* PROVIDED INFORMATION
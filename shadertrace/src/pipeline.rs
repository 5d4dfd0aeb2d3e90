//! Vertex/fragment and compute pipeline drivers.
//!
//! Each driver runs the host's builder closures once per stage (twice, for a
//! bindless-enabled pipeline: a first pass to establish the non-bindless
//! program, then a second re-trace so interned aggregate/bindless-resource
//! identities persist but the statement lists are rebuilt against the
//! bindless prelude) and hands the recorded program to [`crate::emit`] and
//! [`crate::backend`].
use crate::{
    backend::{BackendRegistry, CompiledShader, CompilerOption, ShaderLanguage, TranslateError},
    cache::HardcodeManager,
    context::{self, Stage},
    emit::Emitter,
    reflection::{self, BindType, ShaderResources},
};
use std::collections::HashMap;
use thiserror::Error;

/// A call-site tag (see [`crate::source_location!`]) plus the hardcode
/// manager to deposit successful compiles into.
pub type Cache<'a> = (&'a str, &'a HardcodeManager);

#[derive(Debug, Error)]
pub enum PipelineError {
    #[error("vertex stage output `{0}` has no matching fragment stage input")]
    UnmatchedInterfaceVariable(String),
    #[error(transparent)]
    Translate(#[from] TranslateError),
}

/// One stage's emitted source plus its reflected resource surface.
#[derive(Clone, Debug)]
pub struct CompiledStage {
    pub stage: Stage,
    pub artifacts: HashMap<ShaderLanguage, CompiledShader>,
    pub resources: ShaderResources,
}

#[derive(Clone, Debug)]
pub struct CompiledPipeline {
    pub stages: Vec<CompiledStage>,
    /// The reflected, pipeline-wide resource surface built from the
    /// bindless pass when bindless compilation was requested.
    pub bindless_resources: Option<ShaderResources>,
}

fn compile_stages(
    bindless: bool,
    continuing: bool,
    options: CompilerOption,
    registry: &BackendRegistry,
    cache: Option<Cache>,
    trace: impl FnOnce(),
) -> Result<Vec<CompiledStage>, PipelineError> {
    if continuing {
        // Re-trace on the same context: keeps interned aggregate/primitive
        // identities and name counters from the first pass.
        context::begin_next_pass(bindless);
    } else {
        context::begin_pipeline(bindless);
    }
    trace();
    let stage_records = context::with_context(|ctx| ctx.end_pipeline_parse());
    // The type/value arenas are global to the pipeline compile and are not
    // reset between stages, so a snapshot taken after end_pipeline_parse
    // still holds every node referenced by every stage record, permissions
    // included — end_pipeline_parse no longer clears them.
    let structure_snapshot = context::with_context(|ctx| std::mem::take(&mut ctx.structure));

    let mut compiled = Vec::new();
    for record in &stage_records {
        let emitted_source = Emitter::new(&structure_snapshot, bindless).emit_pipeline(std::slice::from_ref(record));
        let resources = reflection::reflect_stage(&structure_snapshot, record, crate::emit::type_name);

        let mut artifacts = HashMap::new();
        for (lang, enabled) in target_languages(&options) {
            if !enabled {
                continue;
            }
            let compiled_artifact = match cache {
                Some((site, mgr)) => {
                    mgr.get_or_try_compile(site, lang, bindless, || registry.translate(&emitted_source, lang, &resources))?
                }
                None => registry.translate(&emitted_source, lang, &resources)?,
            };
            artifacts.insert(lang, compiled_artifact);
        }

        compiled.push(CompiledStage {
            stage: record.stage,
            artifacts,
            resources,
        });
    }
    Ok(compiled)
}

fn target_languages(options: &CompilerOption) -> [(ShaderLanguage, bool); 6] {
    [
        (ShaderLanguage::Glsl, options.compile_glsl),
        (ShaderLanguage::Hlsl, options.compile_hlsl),
        (ShaderLanguage::Dxil, options.compile_dxil),
        (ShaderLanguage::Dxbc, options.compile_dxbc),
        (ShaderLanguage::SpirV, options.compile_spirv),
        (ShaderLanguage::Slang, true),
    ]
}

/// Checks that every fragment-stage input location has a same-typed
/// vertex-stage output at that location, per the vertex↔fragment
/// interface-matching rule. Matching is by `location`, not by generated
/// variable name: each stage traces its own independently named locals, so
/// location is the only thing the two sides actually agree on.
fn check_interface_match(vertex: &CompiledStage, fragment: &CompiledStage) -> Result<(), PipelineError> {
    let vertex_outputs: HashMap<u32, &str> = vertex
        .resources
        .bind_info_pool
        .values()
        .filter(|info| info.bind_type == BindType::StageOutput)
        .map(|info| (info.location, info.type_name.as_str()))
        .collect();
    for info in fragment.resources.bind_info_pool.values() {
        if info.bind_type != BindType::StageInput {
            continue;
        }
        match vertex_outputs.get(&info.location) {
            Some(&ty) if ty == info.type_name.as_str() => {}
            _ => return Err(PipelineError::UnmatchedInterfaceVariable(info.variate_name.to_string())),
        }
    }
    Ok(())
}

/// Compiles a vertex+fragment pipeline by tracing `vertex_fn` then
/// `fragment_fn` in sequence on one [`crate::context::ParserContext`], then
/// (if `options.enable_bindless`) re-tracing both against the bindless
/// prelude to produce the bindless-pass artifacts.
pub fn compile_rasterized_pipeline(
    vertex_fn: impl FnOnce() + Clone,
    fragment_fn: impl FnOnce() + Clone,
    options: CompilerOption,
    registry: &BackendRegistry,
) -> Result<CompiledPipeline, PipelineError> {
    compile_rasterized_pipeline_cached(vertex_fn, fragment_fn, options, registry, None)
}

/// Like [`compile_rasterized_pipeline`], but deposits (and looks up)
/// successful per-language compiles in `cache` under `cache`'s call-site
/// tag, so a repeat compile of the same pipeline skips the back-end
/// translation step entirely.
pub fn compile_rasterized_pipeline_cached(
    vertex_fn: impl FnOnce() + Clone,
    fragment_fn: impl FnOnce() + Clone,
    options: CompilerOption,
    registry: &BackendRegistry,
    cache: Option<Cache>,
) -> Result<CompiledPipeline, PipelineError> {
    let stages = compile_stages(false, false, options, registry, cache, || {
        context::with_context(|ctx| ctx.begin_shader_parse(Stage::Vertex));
        vertex_fn.clone()();
        context::with_context(|ctx| ctx.begin_shader_parse(Stage::Fragment));
        fragment_fn.clone()();
    })?;
    check_interface_match(&stages[0], &stages[1])?;

    let bindless_resources = if options.enable_bindless {
        let bindless_stages = compile_stages(true, true, options, registry, cache, || {
            context::with_context(|ctx| ctx.begin_shader_parse(Stage::Vertex));
            vertex_fn();
            context::with_context(|ctx| ctx.begin_shader_parse(Stage::Fragment));
            fragment_fn();
        })?;
        Some(merge_resources(&bindless_stages))
    } else {
        None
    };

    Ok(CompiledPipeline {
        stages,
        bindless_resources,
    })
}

/// Compiles a single-stage compute pipeline.
pub fn compile_compute_pipeline(
    compute_fn: impl FnOnce() + Clone,
    options: CompilerOption,
    registry: &BackendRegistry,
) -> Result<CompiledPipeline, PipelineError> {
    compile_compute_pipeline_cached(compute_fn, options, registry, None)
}

/// Like [`compile_compute_pipeline`], but deposits (and looks up) successful
/// per-language compiles in `cache` under `cache`'s call-site tag.
pub fn compile_compute_pipeline_cached(
    compute_fn: impl FnOnce() + Clone,
    options: CompilerOption,
    registry: &BackendRegistry,
    cache: Option<Cache>,
) -> Result<CompiledPipeline, PipelineError> {
    let stages = compile_stages(false, false, options, registry, cache, || {
        context::with_context(|ctx| ctx.begin_shader_parse(Stage::Compute));
        compute_fn.clone()();
    })?;

    let bindless_resources = if options.enable_bindless {
        let bindless_stages = compile_stages(true, true, options, registry, cache, || {
            context::with_context(|ctx| ctx.begin_shader_parse(Stage::Compute));
            compute_fn();
        })?;
        Some(merge_resources(&bindless_stages))
    } else {
        None
    };

    Ok(CompiledPipeline {
        stages,
        bindless_resources,
    })
}

fn merge_resources(stages: &[CompiledStage]) -> ShaderResources {
    let mut merged = ShaderResources::default();
    for stage in stages {
        for (name, info) in &stage.resources.bind_info_pool {
            merged.bind_info_pool.entry(name.clone()).or_insert_with(|| info.clone());
        }
        if let Some(name) = &stage.resources.push_constant_name {
            merged.push_constant_name = Some(name.clone());
        }
    }
    merged
}

#[cfg(test)]
mod tests {
    use super::*;
    use crate::proxy::{Proxy, Vec4, F32};

    #[test]
    fn rasterized_pipeline_emits_vertex_and_fragment_stages() {
        let registry = BackendRegistry::default();
        let pipeline = compile_rasterized_pipeline(
            || {
                let pos = Vec4::default();
                context::with_context(|ctx| {
                    let ty = <Vec4 as Proxy>::shader_type(ctx);
                    ctx.get_position_output(ty);
                });
                let _ = pos;
            },
            || {
                let _color = Vec4::default();
            },
            CompilerOption::default(),
            &registry,
        )
        .unwrap();

        assert_eq!(pipeline.stages.len(), 2);
        assert_eq!(pipeline.stages[0].stage, Stage::Vertex);
        assert_eq!(pipeline.stages[1].stage, Stage::Fragment);
        assert!(pipeline.stages[0].artifacts.contains_key(&ShaderLanguage::Slang));
    }

    #[test]
    fn compute_pipeline_emits_a_single_stage() {
        let registry = BackendRegistry::default();
        let pipeline = compile_compute_pipeline(
            || {
                let _x = F32::default();
            },
            CompilerOption::default(),
            &registry,
        )
        .unwrap();
        assert_eq!(pipeline.stages.len(), 1);
        assert_eq!(pipeline.stages[0].stage, Stage::Compute);
    }

    #[test]
    fn bindless_request_adds_a_merged_resource_snapshot() {
        let registry = BackendRegistry::default();
        let mut options = CompilerOption::default();
        options.enable_bindless = true;
        let pipeline = compile_compute_pipeline(
            || {
                let _x = F32::default();
            },
            options,
            &registry,
        )
        .unwrap();
        assert!(pipeline.bindless_resources.is_some());
    }

    #[test]
    fn non_bindless_request_skips_the_second_pass() {
        let registry = BackendRegistry::default();
        let mut options = CompilerOption::default();
        options.enable_bindless = false;
        let pipeline = compile_compute_pipeline(
            || {
                let _x = F32::default();
            },
            options,
            &registry,
        )
        .unwrap();
        assert!(pipeline.bindless_resources.is_none());
    }

    #[test]
    fn cached_compile_is_served_from_the_hardcode_manager_on_repeat() {
        let registry = BackendRegistry::default();
        let cache = crate::cache::HardcodeManager::new();
        let site = crate::source_location!();
        for _ in 0..2 {
            let pipeline = compile_compute_pipeline_cached(
                || {
                    let _x = F32::default();
                },
                CompilerOption::default(),
                &registry,
                Some((site, &cache)),
            )
            .unwrap();
            assert_eq!(pipeline.stages.len(), 1);
        }
        assert_eq!(cache.len(), 1);
    }

    #[test]
    fn mismatched_vertex_fragment_interface_is_rejected() {
        let registry = BackendRegistry::default();
        let result = compile_rasterized_pipeline(
            || {
                context::with_context(|ctx| {
                    let ty = <Vec4 as Proxy>::shader_type(ctx);
                    ctx.get_position_output(ty);
                    let out_ty = ctx.primitive_type(crate::ast::PrimitiveType::F32);
                    ctx.define_output_variate(out_ty, Some(3), None);
                });
            },
            || {
                context::with_context(|ctx| {
                    let in_ty = ctx.primitive_type(crate::ast::PrimitiveType::F32);
                    ctx.define_input_variate(in_ty, 9);
                });
            },
            CompilerOption::default(),
            &registry,
        );
        assert!(matches!(result, Err(PipelineError::UnmatchedInterfaceVariable(_))));
    }
}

* WHAT TO WORK ON
From the first line of the records above down to the line containing "establish the non-bindless", repeat each line exactly as written. Include both of those lines and add nothing.

* REPLY
filename shadertrace/src/pipeline.rs
repository 5d4dfd0aeb2d3e90
//! Vertex/fragment and compute pipeline drivers.
//!
//! Each driver runs the host's builder closures once per stage (twice, for a
//! bindless-enabled pipeline: a first pass to establish the non-bindless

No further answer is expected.